Sauver la planète… et vivre sur la Lune

Si beaucoup de conférences de l’édition 2022 de VivaTech tournaient autour du futur des innovations technologiques, encore faut-il pouvoir encore vivre sur cette planète … Ou dans les planètes proches ? Alors qu’en septembre 2021, SpaceX, l’entreprise privée de tourisme spatial d’Elon Musk envoyait ses premiers clients dans l’espace, peut-on espérer que dans quelques décennies, nous allons vivre sur Mars ou sur la Lune ? Pour Daniel Neuenschwander, de l’Agence Spatiale Européenne, « dans l’espace, rien n’est anecdotique ». Tandis que des sociétés comme SEArch+ désignent des habitats pour vivre dans l’espace, et affirme par son fondateur Michael Morris que dans 25 à 50 ans, nous pourrons peut-être habiter sur la lune, Jean-François Clervoy, ancien astronaute, affirme que la présence des sociétés privées dans le domaine spatial fait diminuer les budgets pour les missions spatiales, et pose des questions quant aux raisons de vouloir aller dans l’espace… Si ce n’est pour du tourisme.
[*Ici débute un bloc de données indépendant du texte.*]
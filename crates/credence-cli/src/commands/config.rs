//! Config command implementation.

use crate::config::CredenceConfig;
use crate::error::Result;
use crate::output::Formatter;

/// Execute the config command.
pub fn execute_config(config: &CredenceConfig, formatter: &Formatter) -> Result<()> {
    print!("{}", formatter.format_config(config)?);
    Ok(())
}
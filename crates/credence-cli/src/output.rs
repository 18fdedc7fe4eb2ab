//! Output formatting for the CLI.

use crate::config::{CredenceConfig, OutputFormat};
use crate::error::Result;
use credence_analyzer::AnalysisReport;
use credence_dispatch::HealthStatus;
use colored::*;
use tabled::{
    builder::Builder,
    settings::{object::Rows, Alignment, Modify, Style},
};

/// Output formatter.
pub struct Formatter {
    format: OutputFormat,
    color_enabled: bool,
}

impl Formatter {
    /// Create a new formatter.
    pub fn new(format: OutputFormat, color_enabled: bool) -> Self {
        Self {
            format,
            color_enabled,
        }
    }

    /// Format an analysis report.
    pub fn format_report(&self, report: &AnalysisReport) -> Result<String> {
        match self.format {
            OutputFormat::Json => Ok(serde_json::to_string_pretty(report)?),
            OutputFormat::Text => Ok(self.format_report_text(report)),
        }
    }

    fn format_report_text(&self, report: &AnalysisReport) -> String {
        let verdict = if report.is_credible {
            self.colorize("CREDIBLE", "green")
        } else {
            self.colorize("NOT CREDIBLE", "red")
        };

        let mut out = vec![
            format!("Claim:      {}", report.claim),
            format!(
                "Verdict:    {} (score {:.3}, confidence {:.3})",
                verdict, report.credibility_score, report.confidence
            ),
            format!("Consensus:  {}", report.consensus),
            String::new(),
        ];

        if report.supporting_sources.is_empty() {
            out.push(self.colorize("No supporting sources cited.", "yellow"));
        } else {
            let mut builder = Builder::default();
            builder.push_record(["#", "Title", "Domain", "Credibility", "URL"]);
            for (rank, source) in report.supporting_sources.iter().enumerate() {
                builder.push_record([
                    (rank + 1).to_string(),
                    source.title.clone(),
                    source.domain.clone(),
                    format!("{:.2}", source.credibility),
                    source.url.clone(),
                ]);
            }
            out.push(Self::render(builder));
        }
        out.push(String::new());

        let mut builder = Builder::default();
        builder.push_record(["Responder", "Score", "Confidence", "Sources", "Time (ms)"]);
        for responder in &report.per_responder_breakdown {
            let id = if responder.recovered {
                format!("{} (recovered)", responder.responder_id)
            } else {
                responder.responder_id.clone()
            };
            builder.push_record([
                id,
                format!("{:.2}", responder.score),
                format!("{:.2}", responder.confidence),
                responder.sources.len().to_string(),
                responder.processing_time_ms.to_string(),
            ]);
        }
        out.push(Self::render(builder));

        let meta = &report.metadata;
        let mut footer = format!(
            "Analysis {} · {} responders ({} recovered) · {} mode · {} ms",
            report.id,
            meta.responder_count,
            meta.recovered_count,
            meta.dispatch_mode,
            meta.processing_time_ms
        );
        if meta.fell_back {
            footer.push_str(" · fell back to simulation");
        }
        out.push(self.info(&footer));
        if meta.fell_back {
            out.push(self.warning("Responder network unreachable; verdict is simulated"));
        }

        out.join("\n")
    }

    /// Format dispatcher health.
    pub fn format_health(&self, health: &HealthStatus) -> Result<String> {
        match self.format {
            OutputFormat::Json => Ok(serde_json::to_string_pretty(health)?),
            OutputFormat::Text => {
                let responders = health
                    .last_known_responders
                    .map(|n| n.to_string())
                    .unwrap_or_else(|| "unknown".to_string());

                let mut builder = Builder::default();
                builder.push_record(["Setting", "Value"]);
                builder.push_record(["Mode".to_string(), health.mode.to_string()]);
                builder.push_record(["Fallback".to_string(), health.fallback_enabled.to_string()]);
                builder.push_record(["Responders".to_string(), responders]);
                builder.push_record(["Activity".to_string(), health.metrics.summary()]);

                Ok(Self::render(builder))
            }
        }
    }

    /// Format the effective configuration. Always TOML.
    pub fn format_config(&self, config: &CredenceConfig) -> Result<String> {
        config.to_toml()
    }

    /// Format a warning message.
    pub fn warning(&self, message: &str) -> String {
        self.colorize(&format!("⚠ {}", message), "yellow")
    }

    /// Format an info message.
    pub fn info(&self, message: &str) -> String {
        self.colorize(&format!("ℹ {}", message), "blue")
    }

    fn render(builder: Builder) -> String {
        let mut table = builder.build();
        table
            .with(Style::rounded())
            .with(Modify::new(Rows::first()).with(Alignment::center()));
        table.to_string()
    }

    /// Colorize text if color is enabled.
    fn colorize(&self, text: &str, color: &str) -> String {
        if !self.color_enabled {
            return text.to_string();
        }

        match color {
            "red" => text.red().to_string(),
            "green" => text.green().to_string(),
            "blue" => text.blue().to_string(),
            "yellow" => text.yellow().to_string(),
            _ => text.to_string(),
        }
    }
}

#[cfg(test)]
mod tests {
    use super::*;
    use credence_analyzer::AnalyzeRequest;
    use credence_dispatch::DispatchMode;

    fn simulated() -> CredenceConfig {
        CredenceConfig::default().with_mode(DispatchMode::Simulated)
    }

    async fn sample_report(claim: &str) -> AnalysisReport {
        let analyzer = simulated().build_analyzer().unwrap();
        analyzer.analyze(AnalyzeRequest::new(claim)).await.unwrap()
    }

    #[tokio::test]
    async fn test_text_report() {
        let formatter = Formatter::new(OutputFormat::Text, false);
        let report = sample_report("The Great Wall is visible from orbit").await;
        let output = formatter.format_report(&report).unwrap();

        assert!(output.contains("Claim:      The Great Wall is visible from orbit"));
        assert!(output.contains("CREDIBLE"));
        assert!(output.contains("Responder"));
        assert!(output.contains("simulated-1"));
        assert!(output.contains("3 responders (0 recovered)"));
        assert!(!output.contains("fell back"));
    }

    #[tokio::test]
    async fn test_json_report() {
        let formatter = Formatter::new(OutputFormat::Json, false);
        let report = sample_report("Honey never spoils").await;
        let output = formatter.format_report(&report).unwrap();

        let value: serde_json::Value = serde_json::from_str(&output).unwrap();
        assert_eq!(value["claim"], "Honey never spoils");
        assert!(value["credibilityScore"].is_f64());
        assert_eq!(value["metadata"]["responderCount"], 3);
    }

    #[tokio::test]
    async fn test_recovered_responder_marked() {
        let formatter = Formatter::new(OutputFormat::Text, false);
        let mut report = sample_report("Honey never spoils").await;
        report.per_responder_breakdown[0].recovered = true;
        report.metadata.fell_back = true;

        let output = formatter.format_report(&report).unwrap();
        assert!(output.contains("(recovered)"));
        assert!(output.contains("fell back to simulation"));
        assert!(output.contains("⚠ Responder network unreachable"));
    }

    #[tokio::test]
    async fn test_no_sources() {
        let formatter = Formatter::new(OutputFormat::Text, false);
        let mut report = sample_report("Honey never spoils").await;
        report.supporting_sources.clear();

        let output = formatter.format_report(&report).unwrap();
        assert!(output.contains("No supporting sources cited."));
    }

    #[test]
    fn test_health_text() {
        let formatter = Formatter::new(OutputFormat::Text, false);
        let health = simulated().build_analyzer().unwrap().health();

        let output = formatter.format_health(&health).unwrap();
        assert!(output.contains("simulated"));
        assert!(output.contains("unknown"));
    }

    #[test]
    fn test_health_json() {
        let formatter = Formatter::new(OutputFormat::Json, false);
        let health = simulated().build_analyzer().unwrap().health();

        let value: serde_json::Value =
            serde_json::from_str(&formatter.format_health(&health).unwrap()).unwrap();
        assert_eq!(value["mode"], "simulated");
    }

    #[test]
    fn test_config_is_toml() {
        let formatter = Formatter::new(OutputFormat::Json, false);
        let output = formatter.format_config(&simulated()).unwrap();
        assert!(output.contains("[dispatch]"));
        assert!(output.contains("mode = \"simulated\""));
    }

    #[test]
    fn test_colorize_disabled() {
        let formatter = Formatter::new(OutputFormat::Text, false);
        assert_eq!(formatter.warning("test"), "⚠ test");
    }
}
Barbara Belvisi, d’Interstellar Lab, explique comment les technologies avancées pour vivre sur la Lune peuvent permettre aussi de ramener des technologies pour avoir une agriculture plus durable. « Pour moi, la technologie est un outil pour atteindre un objectif, dont recréer un lien avec le vivant », ajoute-t-elle. Car en ce samedi caniculaire du mois de juin, alors que des tempêtes de sable secouent la Normandie et que les grandes villes suffoquent sous plus de 35 degrés, les paroles du GIEC ne sont pas loin : « la canicule nous rappelle qu’il y a urgence » lance Hervé Poirier, rédacteur en chef du média scientifique Epsiloon. Car entre technologie à tout prix et développement durable, de quel côté faire pencher la balance ? « La question des technologies est importante. Selon le GIEC, on doit à la fois innover et prôner une sobriété. Alors, à quoi nous servent les innovations ? Selon moi, changer de paradigme économique pour avoir des modes de vie soutenables » explique Arthur Auboeuf de Time for The Planet, sorte de « Tinder du climat », qui matche des innovations à impact avec des entrepreneurs chevronnés. Finalement, les paroles de sagesse viennent d’Erik Orsenna, auteur et économiste : « Ma morale, c’est de se conduire sur terre avec humilité. Je suis très heureux d’être ici car on voit les solutions. Qu’elle est belle notre planète ! Sinon on n’essayerait pas de la sauver ». Une formule à méditer, à mesure que la salle se vide et que VivaTech 2022 ferme ses portes… jusqu’à l’année prochaine.